**Exercise details**
Copy out all the lines of the data that hold the word "CartOwner".

**Source data**
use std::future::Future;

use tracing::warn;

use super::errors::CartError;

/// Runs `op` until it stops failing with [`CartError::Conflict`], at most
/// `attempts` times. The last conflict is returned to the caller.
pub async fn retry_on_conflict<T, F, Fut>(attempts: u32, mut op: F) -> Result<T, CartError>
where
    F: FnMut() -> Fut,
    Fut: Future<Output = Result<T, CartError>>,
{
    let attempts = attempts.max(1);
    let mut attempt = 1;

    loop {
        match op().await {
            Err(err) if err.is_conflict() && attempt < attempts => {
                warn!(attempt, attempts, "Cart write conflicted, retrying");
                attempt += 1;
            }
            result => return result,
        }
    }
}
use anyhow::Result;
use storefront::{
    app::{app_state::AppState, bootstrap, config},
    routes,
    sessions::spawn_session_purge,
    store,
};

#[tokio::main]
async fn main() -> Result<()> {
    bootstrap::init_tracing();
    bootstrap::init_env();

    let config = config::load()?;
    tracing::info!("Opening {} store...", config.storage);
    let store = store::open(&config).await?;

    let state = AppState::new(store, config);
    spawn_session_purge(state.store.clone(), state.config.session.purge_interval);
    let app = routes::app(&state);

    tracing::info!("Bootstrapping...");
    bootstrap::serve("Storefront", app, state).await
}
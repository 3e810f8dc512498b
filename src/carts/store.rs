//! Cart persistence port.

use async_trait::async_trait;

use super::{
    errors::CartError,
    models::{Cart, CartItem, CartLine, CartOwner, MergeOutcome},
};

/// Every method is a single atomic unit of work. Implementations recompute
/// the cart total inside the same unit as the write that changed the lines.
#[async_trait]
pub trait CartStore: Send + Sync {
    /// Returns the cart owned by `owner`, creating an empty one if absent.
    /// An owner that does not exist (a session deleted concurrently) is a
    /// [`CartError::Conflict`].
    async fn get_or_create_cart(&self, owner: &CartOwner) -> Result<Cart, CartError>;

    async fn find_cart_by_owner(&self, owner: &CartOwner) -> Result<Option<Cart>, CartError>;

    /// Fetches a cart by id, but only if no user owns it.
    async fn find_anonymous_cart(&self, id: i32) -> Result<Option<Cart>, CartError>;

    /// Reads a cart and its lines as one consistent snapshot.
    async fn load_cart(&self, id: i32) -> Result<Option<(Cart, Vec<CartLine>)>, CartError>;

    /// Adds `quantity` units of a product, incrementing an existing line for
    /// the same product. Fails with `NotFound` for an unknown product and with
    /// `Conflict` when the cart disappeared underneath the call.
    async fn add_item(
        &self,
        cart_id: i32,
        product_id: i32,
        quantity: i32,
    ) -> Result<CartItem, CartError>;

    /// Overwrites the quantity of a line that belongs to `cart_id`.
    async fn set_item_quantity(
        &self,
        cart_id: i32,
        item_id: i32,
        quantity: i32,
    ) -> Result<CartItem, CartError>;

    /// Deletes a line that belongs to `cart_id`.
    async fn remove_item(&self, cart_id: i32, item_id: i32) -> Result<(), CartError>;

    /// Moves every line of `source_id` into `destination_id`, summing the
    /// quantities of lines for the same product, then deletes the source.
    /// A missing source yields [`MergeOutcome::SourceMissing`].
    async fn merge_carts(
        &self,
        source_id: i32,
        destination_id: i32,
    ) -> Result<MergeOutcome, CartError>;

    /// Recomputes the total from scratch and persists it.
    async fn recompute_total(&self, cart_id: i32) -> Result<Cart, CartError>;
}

**Written response**
    models::{Cart, CartItem, CartLine, CartOwner, MergeOutcome},
    async fn get_or_create_cart(&self, owner: &CartOwner) -> Result<Cart, CartError>;
    async fn find_cart_by_owner(&self, owner: &CartOwner) -> Result<Option<Cart>, CartError>;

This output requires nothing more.